Extreme Adhesion Activity of Amyloid Fibrils Induces Subcutaneous Insulin Resistance.

ABSTRACT

Insulin-derived amyloidoma, also called an insulin ball, is a skin-related complication of insulin therapy caused by repeated insulin injections at the same site, where native folded insulin changes into amyloid fibrils and forms a mass with a granulomatous reaction. Insulin-derived amyloidoma is a clinically important condition because of its association with subcutaneous insulin resistance, but the precise effect and mechanism of the insulin absorption impairment have not been clarified.
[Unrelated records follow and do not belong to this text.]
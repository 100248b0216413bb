use super::types::WithdrawalStrategy;

pub const FRONTLOAD_PRE_OAS_RATE: f64 = 0.15;
pub const FRONTLOAD_POST_OAS_RATE: f64 = 0.08;

#[derive(Copy, Clone, Debug, Eq, PartialEq)]
pub enum Source {
    Rrif,
    NonReg,
    Corporate,
    Tfsa,
}

pub fn source_order(strategy: WithdrawalStrategy) -> [Source; 4] {
    match strategy {
        WithdrawalStrategy::Balanced => {
            [Source::NonReg, Source::Rrif, Source::Corporate, Source::Tfsa]
        }
        WithdrawalStrategy::MinimizeIncome => {
            [Source::Tfsa, Source::NonReg, Source::Rrif, Source::Corporate]
        }
        WithdrawalStrategy::CorporateOptimized => {
            [Source::Corporate, Source::Rrif, Source::NonReg, Source::Tfsa]
        }
        WithdrawalStrategy::RrifFrontload => {
            [Source::Rrif, Source::Corporate, Source::NonReg, Source::Tfsa]
        }
    }
}

/// Order used to close a gap once required draws are seeded.
///
/// Frontloading takes its RRIF share through the target, so further RRIF
/// draws come last, after corporate, non-registered and TFSA money.
pub fn gap_order(strategy: WithdrawalStrategy) -> [Source; 4] {
    match strategy {
        WithdrawalStrategy::RrifFrontload => {
            [Source::Corporate, Source::NonReg, Source::Tfsa, Source::Rrif]
        }
        other => source_order(other),
    }
}

/// Gap order for a frontloading household that would rather pay OAS
/// clawback now than leave the RRIF to be taxed at death.
pub const ESTATE_DRAWDOWN_ORDER: [Source; 4] =
    [Source::Rrif, Source::Corporate, Source::NonReg, Source::Tfsa];

pub fn rrif_target_rate(
    strategy: WithdrawalStrategy,
    age: u32,
    oas_start_age: u32,
) -> Option<f64> {
    match strategy {
        WithdrawalStrategy::RrifFrontload if age < oas_start_age => Some(FRONTLOAD_PRE_OAS_RATE),
        WithdrawalStrategy::RrifFrontload => Some(FRONTLOAD_POST_OAS_RATE),
        _ => None,
    }
}

/// Share of available TFSA room that year-end surplus may fill.
pub fn tfsa_contribution_share(
    strategy: WithdrawalStrategy,
    age: u32,
    oas_start_age: u32,
    post_oas_fraction: f64,
) -> f64 {
    let before_oas = age < oas_start_age;
    match (strategy, before_oas) {
        (WithdrawalStrategy::MinimizeIncome, true) => 0.0,
        (_, true) => 1.0,
        (_, false) => post_oas_fraction.clamp(0.0, 1.0),
    }
}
We generated insulin-derived amyloidomas in mouse skin, with the amyloidomas large enough to perform insulin tolerance tests in the mass by repeated injections of highly concentrated insulin amyloid fibrils. We demonstrated that the insulin-derived amyloidomas inhibit insulin absorption. By simultaneous administration of insulin and insulin amyloid fibrils, we showed that this effect is due to the amyloid fibril itself in the absence of a granulomatous reaction. In vitro studies revealed that insulin amyloid fibrils have extremely strong adhesion to native human insulin and various insulin analogs. Furthermore, we showed that native insulin that had adhered to insulin amyloid forms amyloid fibrils at physiological pH. These results suggest that the extreme adhesion of insulin amyloid to native insulin is the main mechanism of impaired insulin absorption and amyloidoma growth.